Others say the proliferation of 401(k) plans has exposed workers to big drops in the stock market and high fees from Wall Street money managers while making it easier for companies to shed guaranteed retiree payouts.
The Journal piece is accompanied by the chart on the right, showing the decline of the personal saving rate over the past few decades. It looks pretty bad. Just as old-style pensions were going away, Americans were saving less and less, including their savings in 401(k) accounts. Retirement is now a hellhole, just a grim march from retirement to death subsisting on cat food.
But let me show you another chart. There’s more than one way to save, it turns out. For example, you can build up equity in your home. And as housing prices have risen over the past several decades, so has total personal wealth:
Even this number is down since the 80s, but a drop from 103 percent to 98 percent doesn’t seem all that scary, does it? And it’s worth remembering that housing wealth has long played a role in retirement, as retired homeowners either sell their houses, downsize their houses, or take out a reverse mortgage on their houses.
Now, this hardly tells the whole story. The truth is that there are good and bad aspects to both old-style pensions and 401(k) plans. Here are a few:
- Most people vastly overestimate how generous those old-style pensions were. Half of Americans never got them at all, and most of the rest got modest pensions. The exceptions were public-sector workers and some unionized workers.
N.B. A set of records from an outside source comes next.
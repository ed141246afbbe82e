//! `/clients` resource.

use std::sync::Arc;

use amc_api_models::{ApiEnvelope, Client, ClientList, ClientPayload, EntityId, ListQuery};
use serde_json::Value;

use crate::api::list_params;
use crate::error::ApiResult;
use crate::gateway::{ApiGateway, ApiRequest};

/// Client CRUD calls.
#[derive(Debug, Clone)]
pub struct ClientsApi {
    gateway: Arc<ApiGateway>,
}

impl ClientsApi {
    /// Service backed by `gateway`.
    #[must_use]
    pub const fn new(gateway: Arc<ApiGateway>) -> Self {
        Self { gateway }
    }

    /// `GET /clients` for one page.
    ///
    /// # Errors
    ///
    /// Propagates gateway errors.
    pub async fn list(&self, query: &ListQuery) -> ApiResult<ClientList> {
        let call = ApiRequest::get("/clients").query(list_params(query));
        let envelope: ApiEnvelope<ClientList> = self.gateway.send_json(&call).await?;
        Ok(envelope.data)
    }

    /// `GET /clients/:id`.
    ///
    /// # Errors
    ///
    /// Propagates gateway errors.
    pub async fn get(&self, id: EntityId) -> ApiResult<Client> {
        let envelope: ApiEnvelope<Client> = self.gateway.get(&format!("/clients/{id}")).await?;
        Ok(envelope.data)
    }

    /// `POST /clients`; returns the stored client.
    ///
    /// # Errors
    ///
    /// Propagates gateway errors.
    pub async fn create(&self, payload: &ClientPayload) -> ApiResult<Client> {
        let envelope: ApiEnvelope<Client> = self.gateway.post("/clients", payload).await?;
        Ok(envelope.data)
    }

    /// `PUT /clients/:id`; returns the stored client.
    ///
    /// # Errors
    ///
    /// Propagates gateway errors.
    pub async fn update(&self, id: EntityId, payload: &ClientPayload) -> ApiResult<Client> {
        let envelope: ApiEnvelope<Client> = self
            .gateway
            .put(&format!("/clients/{id}"), payload)
            .await?;
        Ok(envelope.data)
    }

    /// `DELETE /clients/:id`. The response body is ignored.
    ///
    /// # Errors
    ///
    /// Propagates gateway errors.
    pub async fn delete(&self, id: EntityId) -> ApiResult<()> {
        let _: Value = self.gateway.delete(&format!("/clients/{id}")).await?;
        Ok(())
    }
}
- That said, old-style pensions were most likely distributed a bit more evenly than 401(k) wealth, which is skewed toward the wealthy. But the difference probably isn’t huge. Unfortunately, there’s no reliable data that tells us for sure.
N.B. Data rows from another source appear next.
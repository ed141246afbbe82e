//! `amc` binary entrypoint.

#[tokio::main]
async fn main() {
    std::process::exit(amc_cli::run().await);
}
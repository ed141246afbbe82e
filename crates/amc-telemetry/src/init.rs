//! Logging setup for the client library and CLI.
//!
//! Logs always go to stderr so stdout stays reserved for command output
//! (tables or JSON that callers may pipe).

use once_cell::sync::OnceCell;
use tracing_subscriber::{EnvFilter, fmt, layer::SubscriberExt, util::SubscriberInitExt};

use crate::error::{Result, TelemetryError};

/// Level used when neither `RUST_LOG` nor the settings provide one.
pub const DEFAULT_LOG_LEVEL: &str = "info";

/// HTTP stack crates are capped at `warn` unless `RUST_LOG` says otherwise.
const QUIET_DEPENDENCIES: &str = "hyper=warn,hyper_util=warn,reqwest=warn,rustls=warn";

static APP_VERSION: OnceCell<String> = OnceCell::new();

/// Install the global tracing subscriber described by `config`.
///
/// # Errors
///
/// Returns [`TelemetryError::SubscriberInstall`] when a global subscriber is
/// already in place.
pub fn init_logging(config: &LoggingConfig<'_>) -> Result<()> {
    // First caller wins; later calls keep the recorded version.
    let _ = APP_VERSION.set(config.app_version.to_string());

    let filter = env_filter(config.level);
    let base = fmt::layer()
        .with_writer(std::io::stderr)
        .with_target(config.level.eq_ignore_ascii_case("trace"));
    let installed = match config.format {
        LogFormat::Json => tracing_subscriber::registry()
            .with(filter)
            .with(base.json().flatten_event(true))
            .try_init(),
        LogFormat::Pretty => tracing_subscriber::registry()
            .with(filter)
            .with(base.compact())
            .try_init(),
    };
    installed.map_err(|source| TelemetryError::SubscriberInstall { source })?;

    tracing::debug!(version = app_version(), format = ?config.format, "logging ready");
    Ok(())
}

/// Version recorded by [`init_logging`], or this crate's version before then.
#[must_use]
pub fn app_version() -> &'static str {
    APP_VERSION
        .get()
        .map_or(env!("CARGO_PKG_VERSION"), String::as_str)
}

/// Inputs for [`init_logging`].
#[derive(Debug, Clone, Copy)]
pub struct LoggingConfig<'a> {
    /// Default filter directive such as `info` or `amc_client=debug`.
    pub level: &'a str,
    /// Output format.
    pub format: LogFormat,
    /// Version string attached to the startup event.
    pub app_version: &'a str,
}

/// Log output formats.
#[derive(Debug, Clone, Copy, PartialEq, Eq)]
pub enum LogFormat {
    /// One JSON object per event.
    Json,
    /// Compact human-readable lines.
    Pretty,
}

impl LogFormat {
    /// Pretty for debug builds, JSON for release builds.
    #[must_use]
    pub const fn infer() -> Self {
        if cfg!(debug_assertions) {
            Self::Pretty
        } else {
            Self::Json
        }
    }

    /// Map a settings label (`json`, `pretty`, `auto`) onto a format.
    /// Anything other than `json` or `pretty` falls back to [`Self::infer`].
    #[must_use]
    pub fn from_label(label: &str) -> Self {
        match label.trim().to_ascii_lowercase().as_str() {
            "json" => Self::Json,
            "pretty" => Self::Pretty,
            _ => Self::infer(),
        }
    }
}

fn env_filter(level: &str) -> EnvFilter {
    EnvFilter::try_from_default_env()
        .unwrap_or_else(|_| EnvFilter::new(format!("{level},{QUIET_DEPENDENCIES}")))
}
//! Typed services over the gateway, one per API resource.

pub mod auth;
pub mod chargers;
pub mod clients;
pub mod dashboard;

use amc_api_models::ListQuery;

pub use auth::AuthApi;
pub use chargers::{ChargersApi, ClientChargersApi};
pub use clients::ClientsApi;
pub use dashboard::DashboardApi;

/// Query string pairs shared by every list endpoint.
pub(crate) fn list_params(query: &ListQuery) -> [(&'static str, String); 4] {
    [
        ("page", query.page.to_string()),
        ("limit", query.limit.to_string()),
        ("search", query.search.clone()),
        ("status", query.status.as_query().to_string()),
    ]
}

#[cfg(test)]
mod tests {
    use super::*;
    use amc_api_models::{AmcStatus, StatusFilter};

    #[test]
    fn list_params_follow_wire_names() {
        let query = ListQuery {
            page: 3,
            limit: 25,
            search: "acme".to_string(),
            status: StatusFilter::Only(AmcStatus::Expired),
        };
        let params = list_params(&query);
        assert_eq!(params[0], ("page", "3".to_string()));
        assert_eq!(params[1], ("limit", "25".to_string()));
        assert_eq!(params[2], ("search", "acme".to_string()));
        assert_eq!(params[3], ("status", "EXPIRED".to_string()));
        assert_eq!(list_params(&ListQuery::default())[3].1, "All");
    }
}
#![forbid(unsafe_code)]
#![deny(
    clippy::all,
    clippy::pedantic,
    clippy::nursery,
    rustdoc::broken_intra_doc_links,
    rustdoc::bare_urls
)]
#![warn(missing_docs, unreachable_pub, unused)]

//! Telemetry primitives shared across the AMC console workspace.
//!
//! This crate centralises logging and client-side metrics so the library and
//! the CLI share one observability story.

pub mod error;
pub mod init;
pub mod metrics;

pub use error::{Result, TelemetryError};
pub use init::{DEFAULT_LOG_LEVEL, LogFormat, LoggingConfig, app_version, init_logging};
pub use metrics::{FetchOutcomeLabel, Metrics, MetricsSnapshot, RefreshOutcomeLabel};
- Overall pension wealth hasn’t changed much. It was about 13 percent of total wages in 1984 and it’s about 13 percent today.
- Early 401(k) plans largely bypassed the poor and working class. However, changes made in 2006 have increased the retirement saving rate among the young and the low-income. It’s probably the case that more low-income workers are saving for retirement today than ever in history.
- 401(k) plans are more vulnerable to stock market shocks. However, the 2006 changes included a provision that encourages employers to offer “lifecycle” funds, which become less volatile as workers get older. Hopefully this will become close to universal in the future.
- The bottom third of the income spectrum is screwed now and always has been. Neither old-style pensions nor 401(k) plans have ever helped them much, and they rely almost entirely on Social Security. We should increase Social Security payouts for these folks.
I’ve written about this in more detail before, most recently here. Advantages of 401(k) plans over traditional pensions are here. The bottom line is that 401(k) plans aren’t perfect, and we could stand to make more changes to them. I’d like to see hard caps on management fees, for example. Nonetheless, on average, old-style pensions weren’t all that great either, and 401(k)s are getting better. I’m all for further reforms, and I’m all for expanding Social Security for the bottom third. But taken as a whole, 401(k) plans aren’t bad, and as the 2006 reforms continue to make a difference, they’re going to get better.